Dermatofibromas, Keratosis Pilaris, Lipoma, Milia and Hemangiomas: Description and Treatment
Dermatofibromas in the Dallas area
Dermatofibromas are pink, dull red or darkly pigmented and appear very similar to a mole. They are usually small, but can be as large as nickel-sized. Dermatofibromas are firm and pucker or dimple when pinched. They can occur commonly on the legs of women and can be annoying since they are easily nicked when shaving. Dermatofibromas represent a scar-like reactive process that may be induced by a trauma, such as in insect bite.

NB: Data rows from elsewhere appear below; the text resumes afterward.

//! Database access for the SQL assistants

use async_trait::async_trait;
use sqlx::sqlite::{SqlitePool, SqlitePoolOptions, SqliteRow};
use sqlx::{Column, Row};
use std::collections::HashMap;
use std::time::Duration;
use tokio::sync::Mutex;
use tracing::{debug, info};

use crate::agents::config::DatabaseConfig;
use crate::agents::domain::{ColumnSchema, DatabaseSchema, QueryTable, TableSchema};
use crate::agents::error::{AgentError, AgentResult};

/// Databases the SQL assistants can explore and query
#[async_trait]
pub trait DatabaseCatalog: Send + Sync {
    async fn list_databases(&self) -> AgentResult<Vec<String>>;

    async fn fetch_schema(&self, database: &str) -> AgentResult<DatabaseSchema>;

    async fn execute_query(&self, database: &str, sql: &str) -> AgentResult<QueryTable>;
}

/// Configured SQLite databases, each opened lazily on first use
pub struct SqliteCatalog {
    databases: Vec<DatabaseConfig>,
    pools: Mutex<HashMap<String, SqlitePool>>,
    connect_timeout: Duration,
}

impl SqliteCatalog {
    pub fn new(databases: Vec<DatabaseConfig>) -> Self {
        Self {
            databases,
            pools: Mutex::new(HashMap::new()),
            connect_timeout: Duration::from_secs(10),
        }
    }

    async fn pool(&self, database: &str) -> AgentResult<SqlitePool> {
        let config = self
            .databases
            .iter()
            .find(|d| d.name.eq_ignore_ascii_case(database))
            .ok_or_else(|| AgentError::Database(format!("Unknown database: {}", database)))?;

        let key = config.name.to_lowercase();
        let mut pools = self.pools.lock().await;
        if let Some(pool) = pools.get(&key) {
            return Ok(pool.clone());
        }

        info!(database = %config.name, "Connecting to SQLite database");
        let pool = SqlitePoolOptions::new()
            .max_connections(2)
            .acquire_timeout(self.connect_timeout)
            .connect(&config.url)
            .await?;
        pools.insert(key, pool.clone());
        Ok(pool)
    }

    /// Close every opened pool
    pub async fn close(&self) {
        for (_, pool) in self.pools.lock().await.drain() {
            pool.close().await;
        }
    }
}

#[async_trait]
impl DatabaseCatalog for SqliteCatalog {
    async fn list_databases(&self) -> AgentResult<Vec<String>> {
        Ok(self.databases.iter().map(|d| d.name.clone()).collect())
    }

    async fn fetch_schema(&self, database: &str) -> AgentResult<DatabaseSchema> {
        let pool = self.pool(database).await?;

        let table_names: Vec<String> = sqlx::query(
            "SELECT name FROM sqlite_master WHERE type = 'table' AND name NOT LIKE 'sqlite_%' ORDER BY name",
        )
        .fetch_all(&pool)
        .await?
        .iter()
        .map(|row| row.try_get::<String, _>("name"))
        .collect::<Result<_, _>>()?;

        let mut tables = Vec::with_capacity(table_names.len());
        for name in table_names {
            let columns = sqlx::query("SELECT name, type FROM pragma_table_info(?) ORDER BY cid")
                .bind(&name)
                .fetch_all(&pool)
                .await?
                .iter()
                .map(|row| -> Result<ColumnSchema, sqlx::Error> {
                    Ok(ColumnSchema {
                        name: row.try_get("name")?,
                        data_type: row.try_get("type")?,
                    })
                })
                .collect::<Result<Vec<_>, _>>()?;

            tables.push(TableSchema {
                schema: "main".to_string(),
                name,
                columns,
            });
        }

        debug!(database, tables = tables.len(), "Fetched database schema");
        Ok(DatabaseSchema {
            database: database.to_string(),
            tables,
        })
    }

    async fn execute_query(&self, database: &str, sql: &str) -> AgentResult<QueryTable> {
        let pool = self.pool(database).await?;
        info!(database, sql, "Executing query");

        let rows = sqlx::query(sql).fetch_all(&pool).await?;
        let columns = rows
            .first()
            .map(|row| row.columns().iter().map(|c| c.name().to_string()).collect())
            .unwrap_or_default();
        let rows = rows.iter().map(row_cells).collect();

        Ok(QueryTable { columns, rows })
    }
}

/// Render every cell of a row as text, whatever its storage class
fn row_cells(row: &SqliteRow) -> Vec<String> {
    (0..row.len())
        .map(|idx| {
            if let Ok(value) = row.try_get::<Option<i64>, _>(idx) {
                return value.map(|v| v.to_string()).unwrap_or_default();
            }
            if let Ok(value) = row.try_get::<Option<f64>, _>(idx) {
                return value.map(|v| v.to_string()).unwrap_or_default();
            }
            if let Ok(value) = row.try_get::<Option<String>, _>(idx) {
                return value.unwrap_or_default();
            }
            match row.try_get::<Option<Vec<u8>>, _>(idx) {
                Ok(Some(bytes)) => format!("<{} bytes>", bytes.len()),
                _ => String::new(),
            }
        })
        .collect()
}
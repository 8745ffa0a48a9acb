//! Prompt templates rendered with Tera

use serde::Serialize;
use tera::{Context, Tera};

use crate::agents::error::AgentResult;

const ORCHESTRATOR_TEMPLATE: &str = r#"You are an assistant that answers the user question.
You can use the FACTS that follow to answer the question.
If the FACTS do not contain the data you need, call one of the available functions to get more FACTS.
{% for fragment in injected %}
{{ fragment }}
{% endfor %}
FACTS:
{% for fact in facts %}- {{ fact }}
{% endfor %}"#;

/// Values rendered into the orchestrator system prompt
#[derive(Debug, Default, Serialize)]
pub struct PromptSections {
    pub injected: Vec<String>,
    pub facts: Vec<String>,
}

/// Render a template against serializable values
pub fn render<T: Serialize>(template: &str, values: &T) -> AgentResult<String> {
    let context = Context::from_serialize(values)?;
    Ok(Tera::one_off(template, &context, false)?)
}

/// System prompt for an orchestration round
pub fn orchestrator_prompt(sections: &PromptSections) -> AgentResult<String> {
    render(ORCHESTRATOR_TEMPLATE, sections)
}

#[cfg(test)]
mod tests {
    use super::*;

    #[test]
    fn test_prompt_lists_fragments_and_facts() {
        let prompt = orchestrator_prompt(&PromptSections {
            injected: vec!["Call EvaluateExpression for math.".to_string()],
            facts: vec!["Result of 2+2 is in property expression1 and it is equal to 4".to_string()],
        })
        .unwrap();

        assert!(prompt.contains("Call EvaluateExpression for math."));
        assert!(prompt.contains("FACTS:\n- Result of 2+2 is in property expression1"));
    }

    #[test]
    fn test_prompt_does_not_escape_html() {
        let prompt = orchestrator_prompt(&PromptSections {
            injected: Vec::new(),
            facts: vec!["a < b && c > d".to_string()],
        })
        .unwrap();
        assert!(prompt.contains("a < b && c > d"));
    }
}
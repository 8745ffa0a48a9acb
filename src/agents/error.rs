//! Error types for the orchestration system

use std::time::Duration;
use thiserror::Error;

/// Errors that can occur while orchestrating assistants
#[derive(Debug, Error)]
pub enum AgentError {
    /// The model asked for a function that no assistant exposes
    #[error("Function not found: {0}")]
    FunctionNotFound(String),

    /// A registered function failed while executing
    #[error("Function {function} failed with arguments {arguments}: {source}")]
    ExecutorFailure {
        function: String,
        arguments: String,
        #[source]
        source: Box<AgentError>,
    },

    /// A property was read through a throwing accessor but is not set
    #[error("Property not found: {0}")]
    PropertyNotFound(String),

    /// Completion service error
    #[error("Completion service error: {0}")]
    Llm(#[from] LlmError),

    /// Two assistants expose the same function name in one cycle
    #[error("Function {function} is exposed by both {first} and {second}")]
    DuplicateFunction {
        function: String,
        first: String,
        second: String,
    },

    /// An assistant with the same name is already registered
    #[error("Assistant already registered: {0}")]
    DuplicateAssistant(String),

    /// Function arguments did not match the declared parameters
    #[error("Invalid arguments for {function}: {reason}")]
    InvalidArguments { function: String, reason: String },

    /// Max iterations reached
    #[error("Max iterations ({0}) reached without completion")]
    MaxIterations(u32),

    /// Timeout
    #[error("Operation timed out after {0:?}")]
    Timeout(Duration),

    /// Cancelled
    #[error("Operation was cancelled")]
    Cancelled,

    /// The assistant is not bound, or its orchestrator was dropped
    #[error("Orchestrator unavailable for assistant {0}")]
    OrchestratorUnavailable(String),

    /// Configuration error
    #[error("Configuration error: {0}")]
    Configuration(String),

    /// Validation error
    #[error("Validation error: {0}")]
    Validation(String),

    /// Database error
    #[error("Database error: {0}")]
    Database(String),

    /// External tool error (ffmpeg, whisper, ...)
    #[error("Media toolkit error: {0}")]
    Media(String),

    /// Expression evaluation error
    #[error("Script error: {0}")]
    Script(String),

    /// Serialization error
    #[error("Serialization error: {0}")]
    Serialization(String),

    /// Internal error
    #[error("Internal error: {0}")]
    Internal(String),
}

/// Errors specific to completion service operations
#[derive(Debug, Error)]
pub enum LlmError {
    /// Provider not found
    #[error("LLM provider not found: {0}")]
    ProviderNotFound(String),

    /// API error
    #[error("API error: {status} - {message}")]
    Api { status: u16, message: String },

    /// Authentication error
    #[error("Authentication error: {0}")]
    Authentication(String),

    /// Network error
    #[error("Network error: {0}")]
    Network(String),

    /// Parse error
    #[error("Parse error: {0}")]
    Parse(String),

    /// Invalid request
    #[error("Invalid request: {0}")]
    InvalidRequest(String),

    /// Timeout
    #[error("Request timed out")]
    Timeout,
}

impl AgentError {
    /// Errors that abort the whole cycle and must not be wrapped as executor failures
    pub fn is_interruption(&self) -> bool {
        matches!(self, AgentError::Cancelled | AgentError::Timeout(_))
    }
}

impl From<reqwest::Error> for LlmError {
    fn from(err: reqwest::Error) -> Self {
        if err.is_timeout() {
            LlmError::Timeout
        } else if err.is_connect() {
            LlmError::Network(format!("Connection error: {}", err))
        } else {
            LlmError::Network(err.to_string())
        }
    }
}

impl From<serde_json::Error> for AgentError {
    fn from(err: serde_json::Error) -> Self {
        AgentError::Serialization(err.to_string())
    }
}

impl From<std::io::Error> for AgentError {
    fn from(err: std::io::Error) -> Self {
        AgentError::Internal(format!("IO error: {}", err))
    }
}

impl From<sqlx::Error> for AgentError {
    fn from(err: sqlx::Error) -> Self {
        AgentError::Database(err.to_string())
    }
}

impl From<tera::Error> for AgentError {
    fn from(err: tera::Error) -> Self {
        AgentError::Internal(format!("Template error: {}", err))
    }
}

/// Result type alias for agent operations
pub type AgentResult<T> = Result<T, AgentError>;

/// Result type alias for LLM operations
pub type LlmResult<T> = Result<T, LlmError>;
//! Domain types for the orchestration system
//!
//! Messages, function-call descriptors and typed assistant results.

mod message;
mod response;
mod tool_call;

pub use message::*;
pub use response::*;
pub use tool_call::*;
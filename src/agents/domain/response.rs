//! Results produced by assistant functions

use serde::{Deserialize, Serialize};
use std::path::PathBuf;

/// Result of executing an assistant function
#[derive(Debug, Clone, PartialEq, Serialize, Deserialize)]
pub struct AssistantResponse {
    /// Text shown to the model or returned to the caller
    pub text: String,
    /// Typed payload describing what the function produced
    #[serde(default, skip_serializing_if = "Option::is_none")]
    pub state: Option<ResponseState>,
    /// Ends the orchestration cycle even if the function is not terminal
    #[serde(default)]
    pub terminate_cycle: bool,
}

impl AssistantResponse {
    /// Create a plain text response that lets the cycle continue
    pub fn new(text: impl Into<String>) -> Self {
        Self {
            text: text.into(),
            state: None,
            terminate_cycle: false,
        }
    }

    /// Create a response carrying a typed payload
    pub fn with_state(text: impl Into<String>, state: ResponseState) -> Self {
        Self {
            text: text.into(),
            state: Some(state),
            terminate_cycle: false,
        }
    }

    /// Create a response that ends the cycle
    pub fn terminal(text: impl Into<String>) -> Self {
        Self {
            text: text.into(),
            state: None,
            terminate_cycle: true,
        }
    }

    /// Mark this response as ending the cycle
    pub fn terminating(mut self) -> Self {
        self.terminate_cycle = true;
        self
    }
}

/// Closed set of payloads assistants can attach to a response
#[derive(Debug, Clone, PartialEq, Serialize, Deserialize)]
#[serde(tag = "kind", rename_all = "snake_case")]
pub enum ResponseState {
    Expression(ExpressionResult),
    DatabaseList { databases: Vec<String> },
    Schema(DatabaseSchema),
    Query(QueryTable),
    Media(MediaOperation),
}

/// An evaluated arithmetic expression stored in a global property
#[derive(Debug, Clone, PartialEq, Serialize, Deserialize)]
pub struct ExpressionResult {
    pub property_name: String,
    pub expression: String,
    pub result: f64,
}

impl ExpressionResult {
    pub fn to_fact(&self) -> String {
        format!(
            "Result of {} is in property {} and it is equal to {}",
            self.expression, self.property_name, self.result
        )
    }

    pub fn to_assistant_message(&self) -> String {
        format!("Result of {} is {}", self.expression, self.result)
    }
}

/// Column of a table
#[derive(Debug, Clone, PartialEq, Serialize, Deserialize)]
pub struct ColumnSchema {
    pub name: String,
    pub data_type: String,
}

/// Table with its columns
#[derive(Debug, Clone, PartialEq, Serialize, Deserialize)]
pub struct TableSchema {
    pub schema: String,
    pub name: String,
    pub columns: Vec<ColumnSchema>,
}

impl TableSchema {
    pub fn qualified_name(&self) -> String {
        format!("{}.{}", self.schema, self.name)
    }
}

/// Every table of a database
#[derive(Debug, Clone, PartialEq, Serialize, Deserialize)]
pub struct DatabaseSchema {
    pub database: String,
    pub tables: Vec<TableSchema>,
}

impl DatabaseSchema {
    /// Render the schema as prompt text
    pub fn to_prompt(&self) -> String {
        let mut out = String::new();
        for table in &self.tables {
            let qualified = table.qualified_name();
            out.push_str(&format!("Table {}\n", qualified));
            for column in &table.columns {
                out.push_str(&format!("- {} : {}\n", column.name, column.data_type));
            }
            out.push_str(&format!("End schema of table {}\n", qualified));
        }
        out
    }
}

/// Tabular query result
#[derive(Debug, Clone, Default, PartialEq, Serialize, Deserialize)]
pub struct QueryTable {
    pub columns: Vec<String>,
    pub rows: Vec<Vec<String>>,
}

impl QueryTable {
    /// Render as a markdown table, escaping pipes inside cells
    pub fn to_markdown(&self) -> String {
        fn escape(cell: &str) -> String {
            cell.replace('|', "\\|")
        }

        let mut out = String::new();
        let header: Vec<String> = self.columns.iter().map(|c| escape(c)).collect();
        out.push_str(&format!("| {} |\n", header.join(" | ")));
        out.push_str(&format!("|{}\n", "---|".repeat(self.columns.len())));
        for row in &self.rows {
            let cells: Vec<String> = row.iter().map(|c| escape(c)).collect();
            out.push_str(&format!("| {} |\n", cells.join(" | ")));
        }
        out
    }
}

/// Kind of media processing performed
#[derive(Debug, Clone, Copy, PartialEq, Eq, Serialize, Deserialize)]
#[serde(rename_all = "snake_case")]
pub enum MediaOperationKind {
    AudioExtraction,
    Transcription,
}

/// A completed media processing step
#[derive(Debug, Clone, PartialEq, Serialize, Deserialize)]
pub struct MediaOperation {
    pub kind: MediaOperationKind,
    pub source: PathBuf,
    /// Output file for extractions, transcript text for transcriptions
    pub output: String,
}
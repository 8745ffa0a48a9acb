//! Named completion-service connections shared by every assistant

use std::collections::{BTreeMap, HashMap};
use std::sync::Arc;
use tracing::info;

use super::{create_provider, LlmProvider};
use crate::agents::config::LlmProviderConfig;
use crate::agents::error::{LlmError, LlmResult};

/// Name under which the `[llm]` section is registered
pub const DEFAULT_PROVIDER: &str = "default";

/// Immutable map from connection name to provider
///
/// Built once at startup; assistants resolve the connection they use by name
/// and a missing name falls back to [`DEFAULT_PROVIDER`].
#[derive(Clone)]
pub struct ProviderRegistry {
    providers: BTreeMap<String, Arc<dyn LlmProvider>>,
}

impl ProviderRegistry {
    pub fn new(default: Arc<dyn LlmProvider>) -> Self {
        let mut providers = BTreeMap::new();
        providers.insert(DEFAULT_PROVIDER.to_string(), default);
        Self { providers }
    }

    /// Register (or replace) a named provider
    pub fn with_provider(mut self, name: impl Into<String>, provider: Arc<dyn LlmProvider>) -> Self {
        self.providers.insert(name.into().to_lowercase(), provider);
        self
    }

    /// Create every configured connection
    pub fn from_config(
        default: &LlmProviderConfig,
        named: &HashMap<String, LlmProviderConfig>,
    ) -> LlmResult<Self> {
        let mut registry = Self::new(create_provider(default)?);
        for (name, config) in named {
            info!(name = %name, provider = %config.provider, model = %config.model, "Provider registered");
            registry = registry.with_provider(name.as_str(), create_provider(config)?);
        }
        Ok(registry)
    }

    /// Provider registered under `name` (case-insensitive)
    pub fn get(&self, name: &str) -> LlmResult<Arc<dyn LlmProvider>> {
        self.providers
            .get(&name.to_lowercase())
            .cloned()
            .ok_or_else(|| LlmError::ProviderNotFound(name.to_string()))
    }

    /// `name` when routed, the default connection otherwise
    pub fn resolve(&self, name: Option<&str>) -> LlmResult<Arc<dyn LlmProvider>> {
        self.get(name.unwrap_or(DEFAULT_PROVIDER))
    }

    pub fn default_provider(&self) -> LlmResult<Arc<dyn LlmProvider>> {
        self.get(DEFAULT_PROVIDER)
    }

    pub fn names(&self) -> Vec<&str> {
        self.providers.keys().map(String::as_str).collect()
    }
}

They can be removed surgically, or simply left alone if they are not causing any symptoms or problems.
Keratosis pilaris is an extremely common skin condition, occurring in about half the population, and is characterized by tiny, hard bumps along the outer arms, thighs and sometimes the buttocks. Keratosis pilaris, also known as "KP", is caused by the accumulation of dead skin (keratin) around hair follicles. More often than not you will feel KP before you see it because it is most commonly found over the outer upper arm and outer upper thighs. Fine bumps, the size of grains of sand, can be skin-colored or appear slightly red if they become irritated or inflamed. The condition is generally worse in the winter and often clears in the summer.
Keratosis pilaris is a chronic but harmless skin condition that can be controlled with the right skin care. Incorporating either glycolic acid or lactic acid products with skin-soothing emollients will help reduce the appearance of KP symptoms. These products should be used regularly to continue to maintain soft, smooth skin.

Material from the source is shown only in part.